He laughs a little. “Well, aren’t you precious.”

“Is Brendon here?”

“You got a cigarette?” he counters, and I go through my pockets and find a half-full pack. He takes the entire thing, getting one out and pocketing the rest. “He’s upstairs.” He lights up the cigarette and sucks on the end greedily. “I think I’ll go drop by the bar, see if I can get laid. Give you kids some privacy.”

“That’s not –”

“Really, don’t worry about me interrupting _anything_. I’ll be out all night.”

“I’m not here for that,” I snap angrily. Or maybe I am. Maybe I intend to do just that. Find him, not say anything, just push him on the nearest available bed and kiss every single inch of him before fucking him all night. Tell him to forget about it. It was just a stupid fight. Doesn’t have to change anything. We can go back to what we had.

Please let it be that easy.

“Sure, darling. Whatever you say.” He steps out, leaving me to hold the door open. He instantly starts walking away, but he looks over his shoulder to add, “It means something, you know. That you came.” And then he walks on, high heels clicking against the concrete under his feet, a small sway to his hips.

“What the fuck?” I ask myself quietly before stepping inside. What kind of people does Brendon associate himself with?

I quickly get to the backroom, following the light that’s on, and sure enough there are stairs going up. A door blocks the way at the top, but it’s unlocked, and so I step into someone’s apartment, presumably the guy’s. I stand in a small, unlit hallway, hearing the radio crackling in one of the rooms but not knowing which one.

I walk on quietly before hearing guitar from the room to my left. A song. One of ours. One of mine.

I readjust my hold of the box under my arm before pushing the door open, and it gives way, creaking. It’s a small bedroom if I choose to ignore how there’s no actual bed, just a mattress and a chest of drawers, and on the mattress is a man sitting with his back to me, facing the window, and he’s got a guitar that he’s playing, humming along quietly. A green curtain covers the window, but the fabric isn’t thick and red neon lights of the bar opposite flash through, a constant and sickening ‘Open’. And this is where he’s hiding. This is the kingdom he chose instead of me.

The floorboards creak under my feet as I step in, and Brendon asks, “So did they get back to you about that job, Terry?”

I pause, holding my breath. “I might have a job for you.”

Brendon’s up on his feet faster than humanly possible, holding the guitar by the neck and staring at me with wide eyes. He looks much like his brain is stuck processing what I struggled to do in LA: him. In this world. “What are you doing here?” he asks, speaking too fast.

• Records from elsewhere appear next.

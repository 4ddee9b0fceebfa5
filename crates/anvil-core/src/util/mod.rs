//! Utility functions and types used throughout anvil.
//!
//! This module provides various helper types including:
//! - [`Size`] - Memory size representation
//! - Constants for memory operations ([`PAGE_SIZE`], [`CL_SIZE`], etc.)
//! - Core pinning for hammer workers ([`pin_current_thread`])
//! - Progress reporting utilities ([`NamedProgress`])
//! - Random number generation ([`Rng`])

mod affinity;
mod constants;
mod named_progress;
mod rng;
mod size;

pub use self::affinity::{AffinityError, online_cpus, pin_current_thread};
pub use self::constants::*;
pub use self::named_progress::{NamedProgress, named_bar};
pub use self::rng::Rng;
pub use self::size::{ParseSizeError, Size};

use std::collections::HashMap;

/// Trait for grouping collection elements by a key function.
///
/// Similar to SQL's GROUP BY operation.
pub trait GroupBy<V> {
    /// Groups elements by the result of applying a function to each element.
    fn group_by<K: std::hash::Hash + std::cmp::Eq, F: Fn(&V) -> K>(
        self,
        f: F,
    ) -> HashMap<K, Vec<V>>;
}

impl<T> GroupBy<T> for Vec<T> {
    fn group_by<K: std::hash::Hash + std::cmp::Eq, F: Fn(&T) -> K>(
        self,
        f: F,
    ) -> HashMap<K, Vec<T>> {
        let mut out = HashMap::new();
        for elem in self {
            let k = f(&elem);
            out.entry(k).or_insert(vec![]).push(elem);
        }
        out
    }
}
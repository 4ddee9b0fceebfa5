//! Cache-line flush, fence and non-elidable memory access.
//!
//! This is the only hardware-specific code in the crate. Everything that
//! touches aggressor or victim memory for measurement purposes goes through
//! these functions.

use std::time::Instant;

#[cfg(target_arch = "x86_64")]
use std::arch::x86_64::{_mm_clflush, _mm_mfence};

/// Evicts the cache line containing `ptr` from every cache level.
///
/// # Safety
///
/// `ptr` must point into mapped memory.
#[cfg(target_arch = "x86_64")]
#[inline(always)]
pub unsafe fn flush(ptr: *const u8) {
    unsafe { _mm_clflush(ptr) }
}

/// Evicts the cache line containing `ptr` (no-op without a user-level flush instruction).
///
/// # Safety
///
/// `ptr` must point into mapped memory.
#[cfg(not(target_arch = "x86_64"))]
#[inline(always)]
pub unsafe fn flush(_ptr: *const u8) {}

/// Full memory fence. All earlier loads, stores and flushes complete before later ones start.
#[cfg(target_arch = "x86_64")]
#[inline(always)]
pub fn fence() {
    unsafe { _mm_mfence() }
}

/// Full memory fence. All earlier loads and stores complete before later ones start.
#[cfg(not(target_arch = "x86_64"))]
#[inline(always)]
pub fn fence() {
    std::sync::atomic::fence(std::sync::atomic::Ordering::SeqCst);
}

/// Loads the byte at `ptr` in a way the compiler can neither remove nor hoist.
///
/// # Safety
///
/// `ptr` must be valid for reads.
#[inline(always)]
pub unsafe fn forced_load(ptr: *const u8) -> u8 {
    std::hint::black_box(unsafe { std::ptr::read_volatile(ptr) })
}

/// Stores `value` at `ptr` in a way the compiler can neither remove nor merge.
///
/// # Safety
///
/// `ptr` must be valid for writes and not concurrently written by another thread.
#[inline(always)]
pub unsafe fn forced_store(ptr: *mut u8, value: u8) {
    unsafe { std::ptr::write_volatile(std::hint::black_box(ptr), value) }
}

/// Measures the latency of single memory accesses.
pub trait AccessTimer {
    /// Returns the latency in nanoseconds of one access to `ptr` after its line was flushed.
    ///
    /// # Safety
    ///
    /// `ptr` must be valid for reads.
    unsafe fn access_latency_ns(&self, ptr: *const u8) -> u64;
}

/// Flush, fence, then time a forced load against a monotonic clock.
#[derive(Debug, Default, Clone, Copy)]
pub struct FlushReloadTimer;

impl AccessTimer for FlushReloadTimer {
    unsafe fn access_latency_ns(&self, ptr: *const u8) -> u64 {
        unsafe {
            flush(ptr);
            fence();
            let start = Instant::now();
            forced_load(ptr);
            fence();
            start.elapsed().as_nanos() as u64
        }
    }
}
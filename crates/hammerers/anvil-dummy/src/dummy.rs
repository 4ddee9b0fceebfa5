use std::sync::atomic::{AtomicU64, Ordering};

use anvil_core::hammerer::{Hammering, TargetSet};
use anvil_core::memory::access::{fence, flush};
use log::debug;
use thiserror::Error;

/// Dummy hammerer that simulates bursts for testing.
///
/// A no-op dummy never writes memory. A corrupting dummy sets `mask` in the byte
/// `distance` bytes after the first aggressor of the first set on every burst;
/// the caller must make sure that byte lies inside the hammered region. Setting
/// bits is idempotent, so repeated bursts leave the same corrupted value.
#[derive(Debug, Default)]
pub struct Dummy {
    corruption: Option<(usize, u8)>,
    bursts: AtomicU64,
}

impl Dummy {
    /// Creates a dummy that never touches memory.
    pub fn noop() -> Self {
        Self::default()
    }

    /// Creates a dummy that sets `mask` at `distance` bytes past the first aggressor.
    pub fn setting_bits(distance: usize, mask: u8) -> Self {
        Dummy {
            corruption: Some((distance, mask)),
            bursts: AtomicU64::new(0),
        }
    }

    /// Number of bursts executed.
    pub fn bursts(&self) -> u64 {
        self.bursts.load(Ordering::Relaxed)
    }
}

/// Error type that can never occur.
#[derive(Debug, Error)]
pub enum Never {}

impl Hammering for Dummy {
    type Error = Never;

    fn hammer_burst(&self, sets: &[TargetSet], burst_length: u64) -> Result<(), Self::Error> {
        self.bursts.fetch_add(1, Ordering::Relaxed);
        let Some((distance, mask)) = self.corruption else {
            return Ok(());
        };
        let Some(&first) = sets.first().and_then(|set| set.addrs().first()) else {
            return Ok(());
        };
        let target = first.wrapping_add(distance) as *mut u8;
        unsafe {
            let old = std::ptr::read_volatile(target);
            debug!(
                "Burst of {}: set 0x{:02x} at {:p} (0x{:02x} -> 0x{:02x})",
                burst_length,
                mask,
                target,
                old,
                old | mask
            );
            std::ptr::write_volatile(target, old | mask);
            flush(target);
        }
        fence();
        Ok(())
    }
}
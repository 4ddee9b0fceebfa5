use std::collections::HashSet;

use itertools::Itertools;
use log::{debug, info};
use serde::Serialize;

use crate::memory::{MemoryRegion, PhysAddr, PhysAddrResolver};

/// Three physically back-to-back pages: aggressor, victim, aggressor.
///
/// Indices are page offsets into the region.
#[derive(Clone, Copy, Debug, Serialize, PartialEq, Eq)]
pub struct AggressorVictimTriplet {
    /// Lower aggressor page
    pub aggressor1_index: usize,
    /// Victim page between the aggressors
    pub victim_index: usize,
    /// Upper aggressor page
    pub aggressor2_index: usize,
    /// Victim flips observed while scanning this triplet
    pub flip_count: usize,
}

impl AggressorVictimTriplet {
    /// Triplet starting at page `first`.
    pub fn starting_at(first: usize) -> Self {
        AggressorVictimTriplet {
            aggressor1_index: first,
            victim_index: first + 1,
            aggressor2_index: first + 2,
            flip_count: 0,
        }
    }

    /// All three page indices in ascending order.
    pub fn pages(&self) -> [usize; 3] {
        [self.aggressor1_index, self.victim_index, self.aggressor2_index]
    }

    /// Both aggressor page indices.
    pub fn aggressors(&self) -> [usize; 2] {
        [self.aggressor1_index, self.aggressor2_index]
    }
}

/// Physical address of every page of `region`, in page order.
pub fn resolve_region(
    region: &MemoryRegion,
    resolver: &mut dyn PhysAddrResolver,
) -> Vec<Option<PhysAddr>> {
    let phys = region.resolve_pages(resolver);
    let resolved = phys.iter().flatten().count();
    info!("Resolved {}/{} pages", resolved, phys.len());
    phys
}

/// Scans adjacent page triples for physically contiguous, ascending runs.
///
/// A triple `(i, i+1, i+2)` is emitted iff all three pages are resolved, lie at
/// or above `min_phys_addr`, and each page starts exactly `page_size` bytes after
/// the previous one. An empty result is a valid outcome.
pub fn find_triplets(
    phys: &[Option<PhysAddr>],
    page_size: usize,
    min_phys_addr: u64,
) -> Vec<AggressorVictimTriplet> {
    let usable = |p: &Option<PhysAddr>| (*p).filter(|p| p.as_u64() >= min_phys_addr);
    phys.iter()
        .map(usable)
        .enumerate()
        .tuple_windows()
        .filter_map(|((i, a), (_, v), (_, b))| match (a, v, b) {
            (Some(a), Some(v), Some(b)) if v == a + page_size && b == v + page_size => {
                debug!("Triplet at page {}: {:?} {:?} {:?}", i, a, v, b);
                Some(AggressorVictimTriplet::starting_at(i))
            }
            _ => None,
        })
        .collect()
}

/// Resolves `region` and returns all contiguous triplets in it.
pub fn discover_triplets(
    region: &MemoryRegion,
    resolver: &mut dyn PhysAddrResolver,
    min_phys_addr: u64,
) -> Vec<AggressorVictimTriplet> {
    let phys = resolve_region(region, resolver);
    let triplets = find_triplets(&phys, region.page_size(), min_phys_addr);
    info!(
        "Found {} contiguous triplets above {:#x}",
        triplets.len(),
        min_phys_addr
    );
    triplets
}

/// Groups triplets into batches of at most `width` in which no page appears twice.
///
/// Triplets keep their relative order; each triplet lands in the first batch
/// with room that does not already use one of its pages.
pub fn non_overlapping_batches(
    triplets: &[AggressorVictimTriplet],
    width: usize,
) -> Vec<Vec<AggressorVictimTriplet>> {
    let width = width.max(1);
    let mut batches: Vec<(Vec<AggressorVictimTriplet>, HashSet<usize>)> = vec![];
    for triplet in triplets {
        let pages = triplet.pages();
        let slot = batches.iter_mut().find(|(batch, used)| {
            batch.len() < width && pages.iter().all(|p| !used.contains(p))
        });
        match slot {
            Some((batch, used)) => {
                batch.push(*triplet);
                used.extend(pages);
            }
            None => batches.push((vec![*triplet], pages.into_iter().collect())),
        }
    }
    batches.into_iter().map(|(batch, _)| batch).collect()
}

“Brought you your stuff,” I explain, now going to the chest of drawers and placing the box on top. Brendon’s bag is on the floor by the mattress, clothes in two messy piles next to it, but that’s it. Is this all the stuff he owns?

“William was supposed to bring me that.”

“Guess you’ll have to settle with me,” I say, and he puts the guitar away, carefully placing it to lean against the wall. He seems to be in shock, and I try not to yell at him like I want to. Brendon has got to be the only person in this world who’d choose a dump like this over me. They all want me. The fans. The press. The world. I’m important. I matter. Fuck what my band says – they’re all jealous. It’s like the guy said, that I’m a legend in the making. And Brendon dares to claim he’s not interested. “So Terry, did you say? He’s a character.”

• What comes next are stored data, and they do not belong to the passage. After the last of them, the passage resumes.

//! Rowhammer hammering traits.
//!
//! This module defines the [`Hammering`] trait that all hammering implementations must implement
//! to perform memory access patterns that induce bit flips through the Rowhammer effect.

use serde::{Deserialize, Serialize};

use crate::memory::AggressorPtr;

/// How an aggressor address is accessed during a burst.
#[derive(Clone, Copy, Debug, Default, Serialize, Deserialize, PartialEq, Eq)]
#[serde(rename_all = "lowercase")]
pub enum AccessKind {
    /// Non-elidable load
    #[default]
    Load,
    /// Non-elidable store of the given byte
    Store(u8),
}

/// The aggressor addresses one worker hammers.
///
/// Sets handed to a single burst must not share addresses written by
/// [`AccessKind::Store`], since workers run without locking.
#[derive(Clone, Debug, PartialEq, Eq)]
pub struct TargetSet {
    addrs: Vec<AggressorPtr>,
}

// The pointers refer into a MemoryRegion that outlives every burst.
unsafe impl Send for TargetSet {}
unsafe impl Sync for TargetSet {}

impl TargetSet {
    /// Creates a set from aggressor pointers.
    pub fn new(addrs: Vec<AggressorPtr>) -> Self {
        TargetSet { addrs }
    }

    /// Aggressor addresses in access order.
    pub fn addrs(&self) -> &[AggressorPtr] {
        &self.addrs
    }

    /// Number of aggressors.
    pub fn len(&self) -> usize {
        self.addrs.len()
    }

    /// Whether the set has no aggressors.
    pub fn is_empty(&self) -> bool {
        self.addrs.is_empty()
    }
}

impl From<Vec<AggressorPtr>> for TargetSet {
    fn from(addrs: Vec<AggressorPtr>) -> Self {
        TargetSet::new(addrs)
    }
}

/// Trait for implementing Rowhammer hammering techniques.
///
/// Implementors execute bursts of accesses against aggressor addresses to
/// induce bit flips in adjacent DRAM rows. A hammerer never checks for flips
/// itself; the caller analyzes the region after the burst returns.
///
/// # Associated Types
///
/// * `Error` - The error type returned by hammering operations. Must implement [`std::error::Error`].
///
/// # Examples
///
/// See `anvil-flush` and `anvil-dummy` for concrete implementations.
pub trait Hammering {
    /// The error type returned by hammering operations.
    type Error: std::error::Error + Send + Sync + 'static;

    /// Hammers every set in `sets` for `burst_length` iterations.
    ///
    /// One iteration flushes, accesses and fences each address of a set in
    /// order. The call returns only after every set has finished its burst;
    /// a started burst is never cancelled.
    ///
    /// # Errors
    ///
    /// Returns an error if the hammerer could not run its workers.
    fn hammer_burst(&self, sets: &[TargetSet], burst_length: u64) -> Result<(), Self::Error>;
}
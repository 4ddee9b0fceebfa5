//! # Anvil Core
//!
//! `anvil-core` is the target-selection and adaptive-hammering engine of anvil,
//! a DRAM disturbance prober. It resolves virtual pages to physical frames,
//! discovers aggressor targets, drives hammer bursts through a pluggable
//! [`hammerer::Hammering`] implementation and measures the effect.
//!
//! ## Main Components
//!
//! - [`memory`] - the probed [`memory::MemoryRegion`], the [`memory::PhysAddrResolver`]
//!   capability and the forced-access primitives.
//! - [`analyzer`] - mismatch counting, Shannon entropy and [`analyzer::FlipEvent`]s.
//! - [`discovery`] - latency-ranked candidates and physically contiguous triplets.
//! - [`hammerer`] - the [`hammerer::Hammering`] trait implemented by hammer engines.
//! - [`controller`] - the adaptive feedback loop and its adaptation rule.
//! - [`Session`] - ties everything together for one probing run and produces a
//!   [`SessionReport`].
//! - [`sink`] - records consumed by an external logger.
//!
//! ## Platform Support
//!
//! Designed for x86_64 Linux. Physical address resolution reads
//! `/proc/self/pagemap`, which reports frame numbers only to privileged processes.

#![warn(missing_docs)]

pub mod analyzer;
pub mod config;
pub mod controller;
pub mod discovery;
pub mod hammerer;
pub mod memory;
mod session;
pub mod sink;
pub mod util;

pub use crate::config::{ConfigError, Mode, SessionConfig};
pub use crate::session::{
    Outcome, ResolverFactory, Session, SessionBuilder, SessionContext, SessionError,
    SessionReport,
};
pub use crate::sink::{EventSink, LogRecord, MemorySink, SinkError};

He smiles uneasily. “He... Well, yeah. But he’s a good guy. He helps people out. Usually kids that are new around here.” He’s not new but clearly doesn’t have much to show for that. The shock seems to be fading, and instead he looks angered and hurt. It makes the fear in me that much more obvious, the one that hasn’t gone away since he left. “What do you want?”

“What do you think I want?” I counter, staring him down.

“Last time I checked it was to fuck your girlfriend.”

“Already took care of that.”

His eyes thin dangerously. “Good for you.”

I bite on my tongue, trying to keep my remarks to myself. Instead, I say, “We just played a show. Will, Andy and Zack are stuck doing your job.”

“Oh, so you’re here on behalf of the road crew?” he asks disbelievingly.

“Maybe.” Another lie. The band’s happy he’s gone, Zack and Andy are pissed off at me and him alike, Pete’s just furious with Brendon, and William thinks I’m a cunt and that Brendon’s better off leaving. No one else wants him there except for me. I stare at his bare toes and see the way the neon light illuminates them every four or so seconds. “God, I’m fucking pissed off at you,” I then sigh without any venom at all.

“You’re not on my good list either, you know.”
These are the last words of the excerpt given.